* **Provided data**:
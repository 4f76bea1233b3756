use std::sync::Arc;
use std::time::Instant;

use criterion::{criterion_group, criterion_main, Criterion, Throughput};

use mendlog::{
    run_repair_query, EngineConfig, InMemoryRepairExecutor, Module, PredicateTable,
    QueryContext, QueryDispatcher, RepairExecutor, RepairFacts, Term,
};

const LISTS: &str = "
    app([], ?L, ?L).
    app([?H|?T], ?L, [?H|?R]) :- app(?T, ?L, ?R).
    rev([], []).
    rev([?H|?T], ?R) :- rev(?T, ?RT), app(?RT, [?H], ?R).
";

const POLICY: &str = r#"
Mitigate(ErrorCode=?code, MetricValue=?value) :- ?code == "FO001", ?value >= 90, \
    GetRepairHistory(?count, 01:00:00), ?count < 1000000, RestartReplica().
Mitigate(ErrorCode="FO002") :- DeleteFiles("/var/log/app", MaxFilesToDelete=10).
"#;

fn runtime() -> tokio::runtime::Runtime {
    tokio::runtime::Builder::new_current_thread()
        .enable_time()
        .build()
        .unwrap()
}

fn list(len: i64) -> Term {
    Term::list((0..len).map(Term::constant).collect(), Term::Nil)
}

fn bench_compile(c: &mut Criterion) {
    let mut group = c.benchmark_group("engine/compile");
    group.throughput(Throughput::Elements(1));
    group.bench_function("lists", |b| {
        b.iter(|| Module::from_source("lists", LISTS, Arc::new(PredicateTable::new())).unwrap());
    });
    group.finish();
}

fn bench_naive_reverse(c: &mut Criterion) {
    let rt = runtime();
    let module = Module::from_source("lists", LISTS, Arc::new(PredicateTable::new())).unwrap();
    let dispatcher = QueryDispatcher::new(Arc::new(module));

    let mut group = c.benchmark_group("engine/query");
    group.throughput(Throughput::Elements(1));
    group.bench_function("naive_reverse_30", |b| {
        b.iter_custom(|iters| {
            let goal = format!("rev({}, ?R)", list(30));
            let start = Instant::now();
            for _ in 0..iters {
                let solution = rt.block_on(async {
                    let mut query = dispatcher.query_text(&goal, QueryContext::new_root())?;
                    query.next().await
                });
                assert!(solution.unwrap().is_some());
            }
            start.elapsed()
        });
    });
    group.finish();
}

fn bench_repair_decision(c: &mut Criterion) {
    let rt = runtime();
    let config = EngineConfig::default();
    let facts = RepairFacts {
        error_code: "FO001".into(),
        metric_value: 95.0,
        node_name: "_Node_0".into(),
        partition_id: "p1".into(),
        replica_or_instance_id: 7,
        ..RepairFacts::default()
    };

    let mut group = c.benchmark_group("engine/repair");
    group.throughput(Throughput::Elements(1));
    group.bench_function("mitigate_fo001", |b| {
        b.iter_custom(|iters| {
            // Fresh history per sample so repair counts do not leak between samples.
            let executor: Arc<dyn RepairExecutor> = Arc::new(InMemoryRepairExecutor::new());
            let start = Instant::now();
            for _ in 0..iters {
                let cx = QueryContext::new_root();
                let mitigated = rt
                    .block_on(run_repair_query(
                        POLICY,
                        facts.clone(),
                        Arc::clone(&executor),
                        &config,
                        &cx,
                    ))
                    .unwrap();
                assert!(mitigated);
            }
            start.elapsed()
        });
    });
    group.finish();
}

criterion_group!(
    engine,
    bench_compile,
    bench_naive_reverse,
    bench_repair_decision
);
criterion_main!(engine);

* **About this exercise**: Every line with "default" in it should be copied from the entries.

* **Answer to the problem**:
    let config = EngineConfig::default();
        ..RepairFacts::default()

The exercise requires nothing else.